Exercise details:
For the entries below, print exactly the lines between the line holding "let mut user" and the line holding "let builtin = LexiconSource::builtin();", inclusive, and nothing else.

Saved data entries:
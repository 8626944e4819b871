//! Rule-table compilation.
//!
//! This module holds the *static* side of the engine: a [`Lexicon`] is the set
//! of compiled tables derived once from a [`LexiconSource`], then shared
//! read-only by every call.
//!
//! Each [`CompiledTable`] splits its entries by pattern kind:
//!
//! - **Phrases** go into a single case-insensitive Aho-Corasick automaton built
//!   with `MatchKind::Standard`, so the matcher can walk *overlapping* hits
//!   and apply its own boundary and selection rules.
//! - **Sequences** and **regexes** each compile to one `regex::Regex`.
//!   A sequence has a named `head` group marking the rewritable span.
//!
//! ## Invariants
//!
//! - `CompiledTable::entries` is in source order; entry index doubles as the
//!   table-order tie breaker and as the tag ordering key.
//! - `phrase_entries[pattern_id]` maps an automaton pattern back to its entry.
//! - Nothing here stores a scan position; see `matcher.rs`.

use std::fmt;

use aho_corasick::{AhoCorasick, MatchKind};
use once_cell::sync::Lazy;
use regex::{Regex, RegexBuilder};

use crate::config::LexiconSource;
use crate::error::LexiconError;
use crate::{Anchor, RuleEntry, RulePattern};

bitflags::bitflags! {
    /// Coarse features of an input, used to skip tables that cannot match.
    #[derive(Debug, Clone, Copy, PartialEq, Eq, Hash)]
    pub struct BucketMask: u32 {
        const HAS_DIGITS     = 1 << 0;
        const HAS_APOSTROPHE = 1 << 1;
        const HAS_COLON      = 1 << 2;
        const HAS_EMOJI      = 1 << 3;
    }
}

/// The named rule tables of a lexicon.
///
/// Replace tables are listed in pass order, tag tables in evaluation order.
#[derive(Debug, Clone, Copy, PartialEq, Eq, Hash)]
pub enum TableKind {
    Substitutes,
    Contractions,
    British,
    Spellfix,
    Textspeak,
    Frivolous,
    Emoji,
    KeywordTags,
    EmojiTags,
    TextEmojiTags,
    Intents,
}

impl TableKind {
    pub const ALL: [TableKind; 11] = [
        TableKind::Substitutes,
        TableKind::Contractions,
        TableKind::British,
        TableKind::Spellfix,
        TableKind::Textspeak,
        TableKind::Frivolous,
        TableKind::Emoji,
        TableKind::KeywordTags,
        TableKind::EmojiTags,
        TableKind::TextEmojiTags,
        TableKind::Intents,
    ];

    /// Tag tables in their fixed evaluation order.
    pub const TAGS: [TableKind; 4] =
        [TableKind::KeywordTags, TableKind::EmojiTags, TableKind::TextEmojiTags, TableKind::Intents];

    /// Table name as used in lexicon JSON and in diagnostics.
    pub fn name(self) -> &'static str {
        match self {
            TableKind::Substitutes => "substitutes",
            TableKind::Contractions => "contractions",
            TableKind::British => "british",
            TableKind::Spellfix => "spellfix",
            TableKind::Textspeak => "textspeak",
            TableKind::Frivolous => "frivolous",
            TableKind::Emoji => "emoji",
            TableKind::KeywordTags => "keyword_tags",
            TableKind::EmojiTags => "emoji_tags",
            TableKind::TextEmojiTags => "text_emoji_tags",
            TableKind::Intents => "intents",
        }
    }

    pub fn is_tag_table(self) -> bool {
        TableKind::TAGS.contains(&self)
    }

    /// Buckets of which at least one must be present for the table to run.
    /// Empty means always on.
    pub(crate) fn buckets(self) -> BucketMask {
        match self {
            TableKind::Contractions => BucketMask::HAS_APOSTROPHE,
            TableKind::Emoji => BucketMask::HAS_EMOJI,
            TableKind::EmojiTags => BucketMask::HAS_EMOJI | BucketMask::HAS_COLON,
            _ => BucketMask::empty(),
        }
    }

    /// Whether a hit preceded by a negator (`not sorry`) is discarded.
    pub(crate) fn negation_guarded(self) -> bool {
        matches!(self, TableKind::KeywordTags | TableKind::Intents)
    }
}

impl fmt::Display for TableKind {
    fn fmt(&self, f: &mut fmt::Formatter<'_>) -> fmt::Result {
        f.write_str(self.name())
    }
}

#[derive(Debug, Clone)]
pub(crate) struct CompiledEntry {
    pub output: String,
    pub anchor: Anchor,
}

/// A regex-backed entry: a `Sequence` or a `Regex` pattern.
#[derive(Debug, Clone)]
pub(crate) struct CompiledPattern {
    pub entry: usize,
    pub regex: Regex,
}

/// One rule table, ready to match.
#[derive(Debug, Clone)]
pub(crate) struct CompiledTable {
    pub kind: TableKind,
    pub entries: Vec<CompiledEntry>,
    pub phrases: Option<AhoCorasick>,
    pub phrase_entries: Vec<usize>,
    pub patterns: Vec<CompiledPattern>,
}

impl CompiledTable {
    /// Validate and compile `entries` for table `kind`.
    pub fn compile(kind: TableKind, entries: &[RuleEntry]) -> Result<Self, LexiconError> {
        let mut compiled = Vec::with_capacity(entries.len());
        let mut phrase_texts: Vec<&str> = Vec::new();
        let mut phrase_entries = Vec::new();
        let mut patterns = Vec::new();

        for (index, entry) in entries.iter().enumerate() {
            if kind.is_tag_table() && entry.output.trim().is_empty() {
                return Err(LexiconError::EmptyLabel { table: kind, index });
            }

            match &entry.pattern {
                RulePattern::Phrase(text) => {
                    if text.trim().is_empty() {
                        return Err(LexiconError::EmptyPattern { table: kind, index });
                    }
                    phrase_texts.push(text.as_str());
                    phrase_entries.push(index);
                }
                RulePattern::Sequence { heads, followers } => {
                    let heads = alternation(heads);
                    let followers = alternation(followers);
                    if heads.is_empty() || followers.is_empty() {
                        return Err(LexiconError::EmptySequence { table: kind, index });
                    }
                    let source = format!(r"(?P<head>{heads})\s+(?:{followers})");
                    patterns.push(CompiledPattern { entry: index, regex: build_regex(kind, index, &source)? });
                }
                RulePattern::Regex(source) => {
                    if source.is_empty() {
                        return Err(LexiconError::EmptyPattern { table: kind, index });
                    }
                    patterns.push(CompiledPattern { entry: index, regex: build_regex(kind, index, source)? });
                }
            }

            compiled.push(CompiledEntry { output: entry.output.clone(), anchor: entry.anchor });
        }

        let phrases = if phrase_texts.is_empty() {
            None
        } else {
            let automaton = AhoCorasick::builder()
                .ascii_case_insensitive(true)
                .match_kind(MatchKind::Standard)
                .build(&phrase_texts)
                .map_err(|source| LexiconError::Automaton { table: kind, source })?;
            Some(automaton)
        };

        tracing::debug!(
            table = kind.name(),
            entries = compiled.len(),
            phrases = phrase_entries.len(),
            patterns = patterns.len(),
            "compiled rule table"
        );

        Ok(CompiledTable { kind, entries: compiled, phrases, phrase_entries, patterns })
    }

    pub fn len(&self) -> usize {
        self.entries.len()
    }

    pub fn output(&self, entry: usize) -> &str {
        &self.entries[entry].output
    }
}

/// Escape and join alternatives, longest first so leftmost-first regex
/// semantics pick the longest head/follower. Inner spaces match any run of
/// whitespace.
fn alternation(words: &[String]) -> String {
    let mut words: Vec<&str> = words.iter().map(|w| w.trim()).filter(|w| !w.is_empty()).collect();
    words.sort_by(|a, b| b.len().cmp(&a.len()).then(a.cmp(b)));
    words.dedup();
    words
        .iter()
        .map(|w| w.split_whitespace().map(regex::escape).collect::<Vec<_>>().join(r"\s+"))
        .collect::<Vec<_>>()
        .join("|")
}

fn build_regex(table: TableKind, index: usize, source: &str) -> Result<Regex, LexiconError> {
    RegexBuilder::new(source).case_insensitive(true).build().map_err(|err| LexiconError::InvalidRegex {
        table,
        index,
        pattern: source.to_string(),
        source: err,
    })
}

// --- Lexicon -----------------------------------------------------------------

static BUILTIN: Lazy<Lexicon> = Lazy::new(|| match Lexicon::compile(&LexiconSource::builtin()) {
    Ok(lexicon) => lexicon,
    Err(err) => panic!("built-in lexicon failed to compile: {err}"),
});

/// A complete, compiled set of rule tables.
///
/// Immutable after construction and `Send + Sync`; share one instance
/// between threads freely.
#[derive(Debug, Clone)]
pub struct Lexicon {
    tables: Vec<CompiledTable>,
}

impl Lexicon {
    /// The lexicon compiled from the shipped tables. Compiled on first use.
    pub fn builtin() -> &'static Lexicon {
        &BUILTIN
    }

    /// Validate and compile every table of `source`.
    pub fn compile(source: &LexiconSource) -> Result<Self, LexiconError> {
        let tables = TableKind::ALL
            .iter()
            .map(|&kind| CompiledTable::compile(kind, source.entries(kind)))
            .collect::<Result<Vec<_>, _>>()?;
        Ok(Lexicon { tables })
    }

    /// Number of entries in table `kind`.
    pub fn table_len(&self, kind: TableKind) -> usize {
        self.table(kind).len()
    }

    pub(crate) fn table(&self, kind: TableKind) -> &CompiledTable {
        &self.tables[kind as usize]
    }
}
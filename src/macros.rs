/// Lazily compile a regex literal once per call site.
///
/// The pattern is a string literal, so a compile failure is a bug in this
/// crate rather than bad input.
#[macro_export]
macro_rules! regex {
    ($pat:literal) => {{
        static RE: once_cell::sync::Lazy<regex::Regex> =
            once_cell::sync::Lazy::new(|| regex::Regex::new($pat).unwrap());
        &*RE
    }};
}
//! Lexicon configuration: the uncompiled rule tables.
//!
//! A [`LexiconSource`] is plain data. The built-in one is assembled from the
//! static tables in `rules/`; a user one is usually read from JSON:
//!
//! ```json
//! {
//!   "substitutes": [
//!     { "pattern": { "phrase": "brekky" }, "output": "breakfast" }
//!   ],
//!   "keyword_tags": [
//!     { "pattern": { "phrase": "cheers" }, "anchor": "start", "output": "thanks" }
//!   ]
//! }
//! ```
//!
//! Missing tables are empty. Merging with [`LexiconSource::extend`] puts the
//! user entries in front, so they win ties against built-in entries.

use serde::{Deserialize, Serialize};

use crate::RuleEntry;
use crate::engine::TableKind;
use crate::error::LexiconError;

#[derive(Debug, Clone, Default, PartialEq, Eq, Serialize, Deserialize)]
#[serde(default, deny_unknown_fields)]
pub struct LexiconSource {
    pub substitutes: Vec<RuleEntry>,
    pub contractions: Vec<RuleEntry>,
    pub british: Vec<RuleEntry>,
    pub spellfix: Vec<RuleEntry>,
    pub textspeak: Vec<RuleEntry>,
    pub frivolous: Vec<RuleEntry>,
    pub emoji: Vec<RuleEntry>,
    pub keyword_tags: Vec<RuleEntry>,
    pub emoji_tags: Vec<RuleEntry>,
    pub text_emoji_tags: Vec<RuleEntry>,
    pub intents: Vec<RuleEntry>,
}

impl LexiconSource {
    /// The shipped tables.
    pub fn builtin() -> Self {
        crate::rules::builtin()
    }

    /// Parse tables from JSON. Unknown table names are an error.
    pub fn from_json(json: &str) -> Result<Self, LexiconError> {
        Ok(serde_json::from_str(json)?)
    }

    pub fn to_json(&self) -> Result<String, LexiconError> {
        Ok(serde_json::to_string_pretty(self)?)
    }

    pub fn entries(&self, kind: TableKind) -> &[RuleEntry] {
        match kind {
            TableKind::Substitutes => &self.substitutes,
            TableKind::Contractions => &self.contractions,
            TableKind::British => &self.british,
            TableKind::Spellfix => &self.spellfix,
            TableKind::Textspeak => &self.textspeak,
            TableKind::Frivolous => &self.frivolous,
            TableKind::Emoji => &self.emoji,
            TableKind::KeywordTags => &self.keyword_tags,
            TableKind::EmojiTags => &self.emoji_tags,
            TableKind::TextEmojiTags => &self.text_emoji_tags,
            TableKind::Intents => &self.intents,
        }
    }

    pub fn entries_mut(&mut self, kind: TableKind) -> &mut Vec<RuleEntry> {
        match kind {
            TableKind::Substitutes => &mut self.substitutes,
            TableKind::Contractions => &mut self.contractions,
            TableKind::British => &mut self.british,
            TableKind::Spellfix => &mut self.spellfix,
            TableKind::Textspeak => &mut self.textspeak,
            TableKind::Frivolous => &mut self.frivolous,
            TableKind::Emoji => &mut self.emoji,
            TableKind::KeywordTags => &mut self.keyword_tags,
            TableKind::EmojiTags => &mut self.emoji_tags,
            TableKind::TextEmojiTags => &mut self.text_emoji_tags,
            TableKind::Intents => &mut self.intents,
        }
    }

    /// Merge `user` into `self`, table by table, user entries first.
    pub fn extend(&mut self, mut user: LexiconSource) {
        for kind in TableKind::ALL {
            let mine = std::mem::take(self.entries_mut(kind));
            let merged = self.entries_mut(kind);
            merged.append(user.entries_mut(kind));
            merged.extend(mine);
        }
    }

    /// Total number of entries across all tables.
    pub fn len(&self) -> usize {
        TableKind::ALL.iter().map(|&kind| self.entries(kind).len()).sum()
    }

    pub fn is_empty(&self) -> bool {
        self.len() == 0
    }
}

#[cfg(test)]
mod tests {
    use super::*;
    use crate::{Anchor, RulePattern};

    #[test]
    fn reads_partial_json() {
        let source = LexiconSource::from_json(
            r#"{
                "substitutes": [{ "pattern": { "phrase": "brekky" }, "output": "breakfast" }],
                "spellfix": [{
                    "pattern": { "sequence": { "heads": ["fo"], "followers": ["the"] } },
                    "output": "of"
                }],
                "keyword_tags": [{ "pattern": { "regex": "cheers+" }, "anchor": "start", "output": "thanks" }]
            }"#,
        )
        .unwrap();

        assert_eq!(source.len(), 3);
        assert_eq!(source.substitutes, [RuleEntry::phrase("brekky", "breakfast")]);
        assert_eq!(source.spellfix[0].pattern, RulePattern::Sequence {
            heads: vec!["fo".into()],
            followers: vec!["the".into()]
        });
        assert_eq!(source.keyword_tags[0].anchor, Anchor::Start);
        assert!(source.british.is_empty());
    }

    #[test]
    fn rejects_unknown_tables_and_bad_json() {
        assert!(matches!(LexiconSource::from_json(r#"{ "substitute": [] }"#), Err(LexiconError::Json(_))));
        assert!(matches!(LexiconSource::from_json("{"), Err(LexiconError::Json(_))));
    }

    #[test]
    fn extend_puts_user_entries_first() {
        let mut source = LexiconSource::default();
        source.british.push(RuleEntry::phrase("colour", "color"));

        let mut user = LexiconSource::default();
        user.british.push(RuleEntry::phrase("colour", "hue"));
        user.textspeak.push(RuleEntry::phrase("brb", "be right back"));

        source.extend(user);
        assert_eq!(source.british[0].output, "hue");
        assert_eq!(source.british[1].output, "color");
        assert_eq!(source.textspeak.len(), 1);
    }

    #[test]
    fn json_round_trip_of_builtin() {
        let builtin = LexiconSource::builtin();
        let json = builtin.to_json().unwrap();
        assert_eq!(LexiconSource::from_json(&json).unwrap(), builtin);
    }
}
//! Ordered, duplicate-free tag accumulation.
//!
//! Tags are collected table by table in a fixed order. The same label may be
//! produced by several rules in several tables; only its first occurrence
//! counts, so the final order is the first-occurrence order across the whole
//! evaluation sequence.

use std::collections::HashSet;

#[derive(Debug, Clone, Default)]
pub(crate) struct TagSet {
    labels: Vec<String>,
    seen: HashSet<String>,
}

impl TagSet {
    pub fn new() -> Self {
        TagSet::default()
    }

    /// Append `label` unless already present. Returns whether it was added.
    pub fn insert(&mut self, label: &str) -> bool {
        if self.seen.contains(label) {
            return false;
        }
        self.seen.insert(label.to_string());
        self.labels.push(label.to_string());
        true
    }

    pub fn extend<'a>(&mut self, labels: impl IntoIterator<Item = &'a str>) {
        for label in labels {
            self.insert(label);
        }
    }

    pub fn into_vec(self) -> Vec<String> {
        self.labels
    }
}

Response box:
        let mut user = LexiconSource::default();
        user.british.push(RuleEntry::phrase("colour", "hue"));
        user.textspeak.push(RuleEntry::phrase("brb", "be right back"));

        source.extend(user);
        assert_eq!(source.british[0].output, "hue");
        assert_eq!(source.british[1].output, "color");
        assert_eq!(source.textspeak.len(), 1);
    }

    #[test]
    fn json_round_trip_of_builtin() {
        let builtin = LexiconSource::builtin();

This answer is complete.